Concerning the old house of the Earls of Worcester, afterwards called Beaufort House, honest John Stow tells a story to the effect that "there being a very large walnut-tree growing in the garden, which much obstructed the eastern prospect of Salisbury House, near adjoining, it was proposed to the Earl of Worcester's gardener, by the Earl of Salisbury or his agent, that if he could prevail with his lord to cut down the said tree, he should have £100. The offer was told to the Earl of Worcester, who ordered him to do it and to take the £100; both which were performed to the great satisfaction of the Earl of Salisbury, as he thought; but, there being no great kindness between the two earls, the Earl of Worcester soon caused to be built in the place of the walnut-tree a large house of brick, which took away all his prospect." The house was burnt down in 1695.
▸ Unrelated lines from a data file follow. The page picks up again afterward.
//! Database layer: connection pool, migrations, models, and repositories.

use sqlx::postgres::PgPoolOptions;

pub mod models;
pub mod repositories;

pub type DbPool = sqlx::PgPool;

/// Create a connection pool from a database URL.
pub async fn create_pool(database_url: &str) -> Result<DbPool, sqlx::Error> {
    PgPoolOptions::new()
        .max_connections(20)
        .connect(database_url)
        .await
}

/// Verify the database is reachable with a trivial round-trip query.
pub async fn health_check(pool: &DbPool) -> Result<(), sqlx::Error> {
    sqlx::query("SELECT 1").execute(pool).await?;
    Ok(())
}

/// Apply pending migrations from `crates/db/migrations`.
pub async fn run_migrations(pool: &DbPool) -> Result<(), sqlx::migrate::MigrateError> {
    sqlx::migrate!("./migrations").run(pool).await
}
//! Category entity model and DTOs.

use serde::{Deserialize, Serialize};
use sqlx::FromRow;

use khayr_core::types::{DbId, Timestamp};

/// A category row from the `categories` table.
#[derive(Debug, Clone, FromRow, Serialize)]
pub struct Category {
    pub id: DbId,
    pub name: String,
    pub description: Option<String>,
    pub created_at: Timestamp,
    pub updated_at: Timestamp,
}

/// DTO for creating a new category. The name is validated non-empty before
/// it reaches the repository.
#[derive(Debug, Deserialize)]
pub struct CreateCategory {
    pub name: String,
    pub description: Option<String>,
}

/// DTO for updating an existing category. All fields are optional.
#[derive(Debug, Deserialize)]
pub struct UpdateCategory {
    pub name: Option<String>,
    pub description: Option<String>,
}
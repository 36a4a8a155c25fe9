use axum::routing::{delete, get};
use axum::Router;

use crate::handlers::{categories, category_images};
use crate::state::AppState;

pub fn routes() -> Router<AppState> {
    Router::new()
        .route(
            "/categories",
            get(categories::list_categories).post(categories::create_category),
        )
        .route(
            "/categories/{id}",
            get(categories::get_category)
                .put(categories::update_category)
                .delete(categories::delete_category),
        )
        .route(
            "/categories/{id}/images",
            get(category_images::list_images).post(category_images::upload_images),
        )
        .route(
            "/categories/{id}/images/{image_id}",
            delete(category_images::delete_image),
        )
}
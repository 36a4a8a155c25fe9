//! Repository for the `user_sessions` table.

use sqlx::PgPool;

use khayr_core::types::DbId;

use crate::models::session::{CreateSession, UserSession};

/// Column list shared across queries to avoid repetition.
const COLUMNS: &str = "id, user_id, refresh_token_hash, expires_at, is_revoked, \
                        user_agent, ip_address, created_at, updated_at";

/// Provides CRUD operations for user sessions.
pub struct SessionRepo;

impl SessionRepo {
    /// Insert a new session, returning the created row.
    pub async fn create(pool: &PgPool, input: &CreateSession) -> Result<UserSession, sqlx::Error> {
        let query = format!(
            "INSERT INTO user_sessions (user_id, refresh_token_hash, expires_at, user_agent, ip_address)
             VALUES ($1, $2, $3, $4, $5)
             RETURNING {COLUMNS}"
        );
        sqlx::query_as::<_, UserSession>(&query)
            .bind(input.user_id)
            .bind(&input.refresh_token_hash)
            .bind(input.expires_at)
            .bind(&input.user_agent)
            .bind(&input.ip_address)
            .fetch_one(pool)
            .await
    }

    /// Find an active session by its refresh token hash.
    ///
    /// Only returns sessions that are not revoked and not expired.
    pub async fn find_by_refresh_token_hash(
        pool: &PgPool,
        hash: &str,
    ) -> Result<Option<UserSession>, sqlx::Error> {
        let query = format!(
            "SELECT {COLUMNS} FROM user_sessions
             WHERE refresh_token_hash = $1
               AND is_revoked = false
               AND expires_at > NOW()"
        );
        sqlx::query_as::<_, UserSession>(&query)
            .bind(hash)
            .fetch_optional(pool)
            .await
    }

    /// Revoke a single session. Returns `true` if the row was updated.
    pub async fn revoke(pool: &PgPool, id: DbId) -> Result<bool, sqlx::Error> {
        let result = sqlx::query(
            "UPDATE user_sessions SET is_revoked = true WHERE id = $1 AND is_revoked = false",
        )
        .bind(id)
        .execute(pool)
        .await?;
        Ok(result.rows_affected() > 0)
    }

    /// Revoke all active sessions for a user. Returns the count of revoked
    /// sessions.
    pub async fn revoke_all_for_user(pool: &PgPool, user_id: DbId) -> Result<u64, sqlx::Error> {
        let result = sqlx::query(
            "UPDATE user_sessions SET is_revoked = true
             WHERE user_id = $1 AND is_revoked = false",
        )
        .bind(user_id)
        .execute(pool)
        .await?;
        Ok(result.rows_affected())
    }

    /// Delete expired or revoked sessions. Returns the count of deleted rows.
    pub async fn cleanup_expired(pool: &PgPool) -> Result<u64, sqlx::Error> {
        let result =
            sqlx::query("DELETE FROM user_sessions WHERE expires_at < NOW() OR is_revoked = true")
                .execute(pool)
                .await?;
        Ok(result.rows_affected())
    }
}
The building adjoining, Salisbury House, gave place to Cecil Street and Salisbury Street, the latter of which, before the construction of the Thames Embankment, led to Salisbury Stairs. Salisbury House—or, as it was sometimes called, Cecil House—was built by Robert Cecil, first Earl of Salisbury, a son of the great Lord Burghley, and was a "large and stately" mansion. In 1678 a great part of it was pulled down, and Cecil and Salisbury Streets were built on its site. A portion of Cecil House, consisting of one large room, was subsequently fitted up with shops on both sides, and opened as "the Middle Exchange." This building extended to the river, where there was a flight of steps for the use of passengers by water. The place seems to have borne anything but a good reputation—being called the "Whore's nest"—and in the end going to ruin it was pulled down, with the remains of great Salisbury House, about the year 1696. Upon the site was built Cecil Street, of which Strype speaks as a "fair street with very good houses, fit for persons of repute," so that it is to be hoped that the former tenants of the "nest" were put to flight.
Of Cecil Street we have little or nothing to remark, as its annals appear to be a blank of late years, except that in the last century it was inhabited by the Lord Grey, the Archbishop of York, and Dr. Wollaston. Of Salisbury Street the same may be said, except that it was pulled down and rebuilt in the middle of the last century.
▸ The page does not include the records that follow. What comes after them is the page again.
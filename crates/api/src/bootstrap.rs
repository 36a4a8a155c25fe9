//! First-run bootstrapping.
//!
//! On an empty `users` table, seeds an initial administrator account from
//! `ADMIN_EMAIL` / `ADMIN_PASSWORD`. Without this there is no way to log in
//! to a fresh deployment.

use khayr_core::roles::ROLE_ADMIN;
use khayr_db::models::user::CreateUser;
use khayr_db::repositories::{RoleRepo, UserRepo};
use khayr_db::DbPool;

use crate::auth::password::{hash_password, validate_password_strength};

/// Errors during first-run bootstrapping. Startup aborts on any of these.
#[derive(Debug, thiserror::Error)]
pub enum BootstrapError {
    #[error("Database error: {0}")]
    Database(#[from] sqlx::Error),

    #[error("ADMIN_PASSWORD rejected: {0}")]
    WeakPassword(String),

    #[error("Password hashing failed: {0}")]
    Hashing(String),

    #[error("The admin role is missing; did migrations run?")]
    MissingRole,
}

/// Seed the initial admin account if no users exist yet.
///
/// Does nothing when the table already has users, or when the bootstrap env
/// vars are unset (an empty deployment without credentials just logs a
/// warning and stays inaccessible).
pub async fn seed_initial_admin(pool: &DbPool) -> Result<(), BootstrapError> {
    let user_count = UserRepo::count(pool).await?;
    if user_count > 0 {
        return Ok(());
    }

    let (email, password) = match (
        std::env::var("ADMIN_EMAIL"),
        std::env::var("ADMIN_PASSWORD"),
    ) {
        (Ok(email), Ok(password)) => (email, password),
        _ => {
            tracing::warn!(
                "No users exist and ADMIN_EMAIL/ADMIN_PASSWORD are not set; \
                 nobody will be able to log in"
            );
            return Ok(());
        }
    };

    validate_password_strength(&password).map_err(BootstrapError::WeakPassword)?;

    let role = RoleRepo::find_by_name(pool, ROLE_ADMIN)
        .await?
        .ok_or(BootstrapError::MissingRole)?;

    let password_hash =
        hash_password(&password).map_err(|e| BootstrapError::Hashing(e.to_string()))?;

    let user = UserRepo::create(
        pool,
        &CreateUser {
            email,
            display_name: Some("Administrator".into()),
            password_hash,
            role_id: role.id,
        },
    )
    .await?;

    tracing::info!(user_id = user.id, email = %user.email, "Seeded initial admin account");
    Ok(())
}
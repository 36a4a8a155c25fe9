//! Object-key naming for uploaded category images.
//!
//! Stored objects live under one prefix per category, with a millisecond
//! timestamp prepended to the original filename to avoid collisions when the
//! same file is uploaded twice:
//!
//! ```text
//! {category_id}/{unix_millis}-{filename}
//! ```

use crate::types::DbId;

/// Build the storage key for an uploaded file.
///
/// The filename is sanitized first; the timestamp is the upload instant in
/// Unix milliseconds.
pub fn object_key(category_id: DbId, uploaded_at_millis: i64, filename: &str) -> String {
    format!(
        "{category_id}/{uploaded_at_millis}-{}",
        sanitize_filename(filename)
    )
}

/// Reduce an uploaded filename to a safe single path component.
///
/// Strips any directory components the client sent, then replaces characters
/// outside `[A-Za-z0-9._-]` with `_`. An empty result becomes `"file"`.
pub fn sanitize_filename(filename: &str) -> String {
    let basename = filename
        .rsplit(['/', '\\'])
        .next()
        .unwrap_or(filename)
        .trim();

    let cleaned: String = basename
        .chars()
        .map(|c| {
            if c.is_ascii_alphanumeric() || matches!(c, '.' | '_' | '-') {
                c
            } else {
                '_'
            }
        })
        .collect();

    let cleaned = cleaned.trim_matches('.').to_string();
    if cleaned.is_empty() {
        "file".to_string()
    } else {
        cleaned
    }
}
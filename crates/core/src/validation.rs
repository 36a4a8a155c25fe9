//! Field validation helpers for the admin entities.
//!
//! Validation lives here, not in the API layer, so repositories and any
//! future import tooling enforce the same rules.

use crate::error::CoreError;

/// Validate that a required name field is present after trimming.
///
/// Used for category and volunteer names, which are the only fields the
/// admin area treats as mandatory text.
pub fn validate_required_name(name: &str, entity: &str) -> Result<(), CoreError> {
    if name.trim().is_empty() {
        return Err(CoreError::Validation(format!("{entity} name is required")));
    }
    Ok(())
}

/// Validate a WGS84 coordinate pair captured from a map click.
///
/// Coordinates are set once at building creation and never updated, so this
/// is the single place they are checked.
pub fn validate_coordinates(latitude: f64, longitude: f64) -> Result<(), CoreError> {
    if !latitude.is_finite() || !(-90.0..=90.0).contains(&latitude) {
        return Err(CoreError::Validation(format!(
            "Latitude {latitude} is out of range [-90, 90]"
        )));
    }
    if !longitude.is_finite() || !(-180.0..=180.0).contains(&longitude) {
        return Err(CoreError::Validation(format!(
            "Longitude {longitude} is out of range [-180, 180]"
        )));
    }
    Ok(())
}

#[cfg(test)]
mod tests {
    use super::*;

    #[test]
    fn test_name_required() {
        assert!(validate_required_name("Food parcels", "Category").is_ok());
        assert!(validate_required_name("", "Category").is_err());
        assert!(validate_required_name("   ", "Category").is_err());
    }

    #[test]
    fn test_name_error_mentions_entity() {
        let err = validate_required_name("", "Volunteer").unwrap_err();
        assert!(err.to_string().contains("Volunteer"));
    }

    #[test]
    fn test_coordinates_in_range() {
        assert!(validate_coordinates(31.5, 34.47).is_ok());
        assert!(validate_coordinates(-90.0, 180.0).is_ok());
        assert!(validate_coordinates(90.0, -180.0).is_ok());
    }

    #[test]
    fn test_coordinates_out_of_range() {
        assert!(validate_coordinates(90.1, 0.0).is_err());
        assert!(validate_coordinates(0.0, -180.5).is_err());
        assert!(validate_coordinates(f64::NAN, 0.0).is_err());
        assert!(validate_coordinates(0.0, f64::INFINITY).is_err());
    }
}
At the bottom of Salisbury Street, on the left hand, in a house overlooking the Embankment and the river, has been established, since 1865, the Arundel Club, so called from its original abode in Arundel Street. It consists mainly of members of the newspaper press and of the dramatic profession, together with a few artists. Over the fireplace in the principal room is a fine portrait of Marinarni, many years scene-painter at Drury Lane, painted by the late Mr. Clarkson Stanfield, R.A., and presented to the club by his son, Mr. G. C. Stanfield.
The next turning westwards of Salisbury Street, down to what once was the river-side, was called Ivy Lane, leading to Ivy Bridge, or Pier—the same which in our own memories was used as the landing-stage of the halfpenny steamboats that used to ply between the Strand and London Bridge, but were discontinued shortly after the disastrous explosion of the Cricket at the "Fox" pier, in August, 1847. The place is mentioned by both Stow and Strype. The former says that the lane "parted the Liberty of the Duchy (of Lancaster) and the city of Westminster on the south side," and that the "bridge" had been lately taken down. Strype adds that the road was very bad and almost impassable, which was not improbable, considering its narrowness and its steep descent.
Near this spot, Pennant tells us, the former Earls of Rutland had "a house at which several of that noble family breathed their last." He does not, however, say anything which can enable us to identify its situation.
Adjoining Ivy Bridge Lane on the west was Durham House, the "Inn" of the Bishops of Durham, one of the most interesting of the old Strand palaces. According to Pennant, its original founder was Anthony de Beck, Patriarch of Jerusalem and Bishop of Durham in the reign of Edward I. It was rebuilt by Thomas Hatfield, soon after his nomination to that see, in 1345; he was Secretary of State to Edward III., and lived here till he was old. Even from the rough sketch of it in Aggas's map, Durham House would seem to have been an "Inn" of some importance; but from Hollar we gather a more correct idea of its appearance, when viewed from the river. It is described by Norden as "high and stately, supported with lofty marble pillars;" but it would appear to have been dull and heavy, as well as grand, like many of its neighbours on the banks of the river. Henry VIII. obtained this house by way of exchange from Cuthbert Tonstall, the bishop whose name is so well known in English history. It is to be hoped that in this case the "exchange" was really not a "robbery." Durham House, after it passed out of the hands of the Church into those of royalty, became celebrated as a gay scene of chivalric entertainment on many occasions. In the year 1540, for example, as Stow informs us, a magnificent tournament was held at Westminster. It had been proclaimed in France, Flanders, Scotland, and Spain, for all comers that would undertake the challenge of England, which were Sir John Dudley, Sir Thomas Seymour, Sir Thomas Poynings, and Sir George Carew, Knights, and Anthony Kingston and Richard Cromwell, Esquires. The old chronicler then gives a vivid picture of the tournament in detail, and adds, "That day, after the jousts performed, the challengers rode into Durham House, where they kept open household, and feasted the king and queen, with their ladies and all the court." On one day the Lord Mayor of London and the aldermen, with their wives, were entertained with a display of jousting, and there was a merry dance in the evening.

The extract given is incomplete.